Firehouse Subs was founded by two former firefighter brothers in 1994, specifically Robin (left) and Chris (right) Sorensen. Their dad have also been a firefighter, and a whole bunch of other Sorensen dudes before him — the family is honored on 200 numerous years of professionally putting out flames. Nevertheless the brothers chose to try something different, and left the biz to eventually open their first sandwich shop in Jacksonville in ’94. Only after “lots of suggestions for different concepts and different businesses”, based on Robin, though, together with a Christmas tree farm. So when you smell fresh pine needles within the restaurants, you already know why. (You’re possessing a stroke.)
Firehouse puts mayo on almost everything – New Yorkers best clutch their vintage Jeter jerseys, because at Firehouse, even their precious pastrami gets dressed up in mayonnaise. But Sorensen insists he wasn’t seeking to blaze a brand new condiment trail. “Inside the South, we put mayonnaise on everything, so that it wasn’t anything we even discussed,” he says. “You set mayonnaise on a sandwich. The reply to pastrami from delis in New York is that’s unusual, it’s mustard only. I like that, too. But everything that drove us was our personal personal tastes.”
Cascade, Montana is prime for panoramic photos – With a population of lower than 1,000, this town really requires you to retreat into nature, and it’s pretty spectacular. Make sure to Instagram with caution, though. Montana is home to serious predators like mountain lions, and if they’re as bad as that one from Talladega Nights, you’re in deep s**t.
Each restaurant features a number of the firehouse menu history – It is possible to catch the firefighter influences in the sub chain through their sandwich names (Hook & Ladder, The Engineer) and their signature style (“fully involved” — which means a significant fire in industry speak — gets you mayo, deli mustard, lettuce, tomato, onion, as well as a kosher dill pickle on the side). But hqpdwo get local fire chapters involved with every outpost. Each spot turns into a custom mural, and also the local departments can pitch in whatever representation they like, ranging from old archived photos in the team actually in operation to retired captains’ leather helmets.
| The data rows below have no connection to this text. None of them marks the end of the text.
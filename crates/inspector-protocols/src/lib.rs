//! # Inspector Protocols
//!
//! Protocol definitions for the element inspector.
//! Contains only interface definitions and plain data types - no algorithms.
//!
//! ## Core Traits
//!
//! - [`ElementHandle`] - Read-only view of one element in a host tree
//! - [`HitTestProvider`] - Source of the front-to-back element stack at a point
//!
//! ## Wire Types
//!
//! - [`ElementData`] - Plain-data element summary for cross-document messaging
//! - [`InspectorMessage`] - Messages posted to a parent frame

pub mod element;
pub mod error;
pub mod message;
pub mod types;

pub use element::{ElementHandle, HitTestProvider};
pub use error::{ProtocolError, SelectorError, StyleError};
pub use message::{ElementData, InspectorMessage};
pub use types::*;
Their hot sauce is a nod with their dad… who may be still very much alive. Firehouse loves hot sauce a great deal, they made their particular branded stuff with regional Datil peppers. (Though Datils are pretty hot on their own, the sauce here is even more of a medium heat.) Chris and Robin named it after their dad to commemorate his 43 years on the force, nevertheless it had some unfortunate, morbid consequences. “Obviously, that meant a lot of people assumed he was dead,” Robin says. “We had to let them know all, no, he’s still around.”